### PROBLEM DETAILS
If a line of the records contains the word "ValueTableStore", list it.

***** DATASET ENTRIES

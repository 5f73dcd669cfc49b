//! Value table ports for state-action value storage.
//!
//! This module defines the trait boundary between the learning policy and
//! whatever holds its values: an in-process array, a memory-mapped file, or
//! any other backing that honours the same contract.

use std::sync::Arc;

use crate::Result;

/// Value of a (state, action) pair that has never been written.
pub const UNVISITED: f32 = -1.0;

/// Dense mapping from (state identifier, action index) to a value.
///
/// Tables may be shared between matches running on different threads, so
/// every operation takes `&self` and implementations synchronise
/// internally. Indices outside `num_states` x `num_actions` are a caller
/// bug; implementations panic on them.
pub trait ValueTable: Send + Sync {
    /// Name the table was opened under.
    fn name(&self) -> &str;

    fn num_states(&self) -> u64;

    fn num_actions(&self) -> usize;

    fn value(&self, state: u64, action: usize) -> f32;

    fn set_value(&self, state: u64, action: usize, value: f32);

    /// Read-modify-write a single cell without losing concurrent updates.
    ///
    /// Returns the value written.
    fn update(&self, state: u64, action: usize, op: &mut dyn FnMut(f32) -> f32) -> f32;

    /// Maximum value over every action of `state`, claimed or not.
    fn max_value(&self, state: u64) -> f32;

    /// Write the whole table to durable storage.
    ///
    /// # Errors
    ///
    /// Returns an error if the durable copy could not be written. The
    /// in-memory values are unaffected.
    fn persist(&self) -> Result<()>;
}

/// Port for creating and loading value tables by name.
///
/// # Examples
///
/// ```no_run
/// use dotsnboxes::adapters::DenseTableStore;
/// use dotsnboxes::ports::ValueTableStore;
///
/// let store = DenseTableStore::new();
/// let table = match store.load("q1.dat", 4096, 12) {
///     Ok(table) => table,
///     Err(err) if err.is_recoverable_storage() => store.create("q1.dat", 4096, 12)?,
///     Err(err) => return Err(err),
/// };
/// table.persist()?;
/// # Ok::<(), dotsnboxes::Error>(())
/// ```
pub trait ValueTableStore: Send + Sync {
    /// Allocate a table filled with [`UNVISITED`].
    ///
    /// # Errors
    ///
    /// Returns [`crate::Error::OutOfResources`] if the table cannot be
    /// allocated.
    fn create(&self, name: &str, num_states: u64, num_actions: usize)
    -> Result<Arc<dyn ValueTable>>;

    /// Reopen a previously persisted table.
    ///
    /// # Errors
    ///
    /// Returns [`crate::Error::TableNotFound`] if nothing was persisted under
    /// `name`, and [`crate::Error::DimensionMismatch`] if the stored
    /// dimensions differ from the requested ones.
    fn load(&self, name: &str, num_states: u64, num_actions: usize) -> Result<Arc<dyn ValueTable>>;

    /// Short label for logs and summaries.
    fn kind(&self) -> &'static str;
}

/// Total cell count, or `None` if it does not fit in memory addressing.
pub(crate) fn cell_count(num_states: u64, num_actions: usize) -> Option<usize> {
    usize::try_from(num_states)
        .ok()
        .and_then(|states| states.checked_mul(num_actions))
}
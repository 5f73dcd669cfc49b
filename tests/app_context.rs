//! Integration tests for the application context.
//!
//! These tests cover:
//! - Sharing one value table between concurrent matches
//! - Persisting tables on shutdown and resuming them in a new context
//! - Both table backends behind the same contract
//! - Concurrent writers to one cell

use std::{path::Path, sync::Arc, thread};

use tempfile::TempDir;

use dotsnboxes::{
    adapters::{DenseTableStore, DenseValueTable, MappedTableStore, MappedValueTable},
    app::{AppContext, Backend, PolicySpec, SimulationConfig},
    engine::CancelToken,
    ports::{MatchEvent, MatchObserver, UNVISITED, ValueTable, ValueTableStore},
};

/// Cancels every match of the context once a round has finished
struct CancelAfterRound {
    round: usize,
    cancel: CancelToken,
}

impl MatchObserver for CancelAfterRound {
    fn publish(&mut self, event: &MatchEvent) -> dotsnboxes::Result<()> {
        if let MatchEvent::RoundFinished { round, .. } = event {
            if *round == self.round {
                self.cancel.cancel();
            }
        }
        Ok(())
    }
}

fn store_for(backend: Backend, root: &Path) -> Arc<dyn ValueTableStore> {
    match backend {
        Backend::Dense => Arc::new(DenseTableStore::with_root(root)),
        Backend::Mapped => Arc::new(MappedTableStore::with_root(root)),
    }
}

fn config(dir: &TempDir, backend: Backend, policies: &[&str]) -> SimulationConfig {
    SimulationConfig {
        rounds: 30,
        width: 3,
        height: 2,
        seed: Some(9),
        backend,
        table_dir: Some(dir.path().to_path_buf()),
        policies: policies.iter().map(|s| s.parse().unwrap()).collect(),
        ..SimulationConfig::default()
    }
}

#[test]
fn test_concurrent_matches_share_one_table() {
    let temp_dir = TempDir::new().expect("Failed to create temp dir");
    let config = config(
        &temp_dir,
        Backend::Dense,
        &[
            "QLearningAgent:true:shared.dat",
            "SimpleAgent",
            "QLearningAgent:true:shared.dat",
            "RandomAgent",
            "ReverseAgent",
            "QLearningAgent:false:frozen.dat",
        ],
    );
    config.validate().unwrap();

    let app = AppContext::from_config(&config);
    let matches = (0..3)
        .map(|index| app.build_match(&config, index).unwrap())
        .collect();
    let results = app.run_matches(matches);

    assert_eq!(results.len(), 3);
    for result in &results {
        let result = result.as_ref().unwrap();
        assert_eq!(result.rounds_played, 30);
        assert!(!result.aborted);
    }
    assert_eq!(results[0].as_ref().unwrap().standings[1].name, "SimpleAgent");
    assert_eq!(results[1].as_ref().unwrap().standings[1].name, "RandomAgent");
    assert_eq!(results[2].as_ref().unwrap().standings[0].name, "ReverseAgent");

    assert_eq!(
        app.open_tables(),
        vec!["frozen.dat".to_string(), "shared.dat".to_string()]
    );

    let report = app.shutdown();
    assert!(report.is_clean());
    assert_eq!(report.persisted.len(), 2);
    assert!(temp_dir.path().join("shared.dat").exists());
}

#[test]
fn test_tables_resume_after_shutdown() {
    for backend in [Backend::Dense, Backend::Mapped] {
        let temp_dir = TempDir::new().expect("Failed to create temp dir");
        let config = config(&temp_dir, backend, &["QLearningAgent:true:q1.dat", "ReverseAgent"]);

        let snapshot: Vec<f32> = {
            let app = AppContext::from_config(&config);
            let game = app.build_match(&config, 0).unwrap();
            app.run_matches(vec![game]).remove(0).unwrap();

            let table = app.open_table("q1.dat", 128, 7).unwrap();
            let values = (0..128)
                .flat_map(|state| (0..7).map(move |action| (state, action)))
                .map(|(state, action)| table.value(state, action))
                .collect();
            assert!(app.shutdown().is_clean());
            values
        };
        assert!(snapshot.iter().any(|&v| v != UNVISITED));

        let store = store_for(backend, temp_dir.path());
        let reloaded = store.load("q1.dat", 128, 7).unwrap();
        for state in 0..128u64 {
            for action in 0..7 {
                assert_eq!(
                    reloaded.value(state, action),
                    snapshot[state as usize * 7 + action],
                    "{backend:?} cell ({state}, {action})"
                );
            }
        }
    }
}

#[test]
fn test_frozen_policy_leaves_table_untouched() {
    let temp_dir = TempDir::new().expect("Failed to create temp dir");
    let config = config(
        &temp_dir,
        Backend::Dense,
        &["QLearningAgent:false:frozen.dat:0.5:0.8:0.3", "RandomAgent"],
    );

    let app = AppContext::from_config(&config);
    let game = app.build_match(&config, 0).unwrap();
    app.run_matches(vec![game]).remove(0).unwrap();

    let table = app.open_table("frozen.dat", 128, 7).unwrap();
    for state in 0..128 {
        for action in 0..7 {
            assert_eq!(table.value(state, action), UNVISITED);
        }
    }
}

#[test]
fn test_policies_round_trip_through_config_json() {
    let temp_dir = TempDir::new().expect("Failed to create temp dir");
    let config = config(&temp_dir, Backend::Mapped, &["q:true:a.dat:0.25:0.5:0.1", "simple"]);

    let json = serde_json::to_string(&config).unwrap();
    let parsed: SimulationConfig = serde_json::from_str(&json).unwrap();
    assert_eq!(parsed.policies, config.policies);
    assert_eq!(parsed.backend, Backend::Mapped);
    assert_eq!(parsed.policies[1], PolicySpec::Simple);
}

#[test]
fn test_other_dimensions_do_not_clobber_stored_table() {
    for backend in [Backend::Dense, Backend::Mapped] {
        let temp_dir = TempDir::new().expect("Failed to create temp dir");
        let build = || {
            AppContext::builder()
                .with_shared_store(store_for(backend, temp_dir.path()))
                .build()
        };

        {
            let app = build();
            app.open_table("q.dat", 16, 4).unwrap().set_value(2, 3, 8.0);
            assert!(app.shutdown().is_clean());
        }

        // Opened with other dimensions, written to, never shut down.
        {
            let app = build();
            let table = app.open_table("q.dat", 64, 6).unwrap();
            assert_eq!(table.value(2, 3), UNVISITED);
            table.set_value(2, 3, -1.5);
        }

        let reloaded = store_for(backend, temp_dir.path()).load("q.dat", 16, 4).unwrap();
        assert_eq!(reloaded.value(2, 3), 8.0, "{backend:?}");
    }
}

#[test]
fn test_concurrent_updates_to_one_cell_are_not_lost() {
    const THREADS: usize = 8;
    const UPDATES: usize = 1000;

    let temp_dir = TempDir::new().expect("Failed to create temp dir");
    let tables: Vec<Arc<dyn ValueTable>> = vec![
        Arc::new(DenseValueTable::in_memory("dense", 16, 4).unwrap()),
        Arc::new(MappedValueTable::create("mapped", &temp_dir.path().join("m.dat"), 16, 4).unwrap()),
    ];

    for table in tables {
        thread::scope(|scope| {
            for _ in 0..THREADS {
                let table = Arc::clone(&table);
                scope.spawn(move || {
                    for _ in 0..UPDATES {
                        table.update(5, 2, &mut |value| value + 1.0);
                    }
                });
            }
        });

        let expected = UNVISITED + (THREADS * UPDATES) as f32;
        assert_eq!(table.value(5, 2), expected, "table {}", table.name());
        assert_eq!(table.value(5, 1), UNVISITED);
    }
}

#[test]
fn test_cancelled_run_still_persists_tables() {
    let temp_dir = TempDir::new().expect("Failed to create temp dir");
    let mut config = config(&temp_dir, Backend::Dense, &["QLearningAgent:true:q1.dat", "SimpleAgent"]);
    config.rounds = 1000;

    let app = AppContext::from_config(&config);
    let game = app.build_match(&config, 0).unwrap().with_observer(Box::new(CancelAfterRound {
        round: 4,
        cancel: app.cancel_token(),
    }));
    let result = app.run_matches(vec![game]).remove(0).unwrap();
    assert!(result.aborted);
    assert_eq!(result.rounds_played, 5);

    assert!(app.shutdown().is_clean());
    let reloaded = DenseTableStore::with_root(temp_dir.path())
        .load("q1.dat", 128, 7)
        .unwrap();
    let visited = (0..128u64)
        .flat_map(|state| (0..7).map(move |line| (state, line)))
        .any(|(state, line)| reloaded.value(state, line) != UNVISITED);
    assert!(visited);
}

**********

### EXERCISE RESULT
/// use dotsnboxes::ports::ValueTableStore;
pub trait ValueTableStore: Send + Sync {
    ports::{MatchEvent, MatchObserver, UNVISITED, ValueTable, ValueTableStore},
fn store_for(backend: Backend, root: &Path) -> Arc<dyn ValueTableStore> {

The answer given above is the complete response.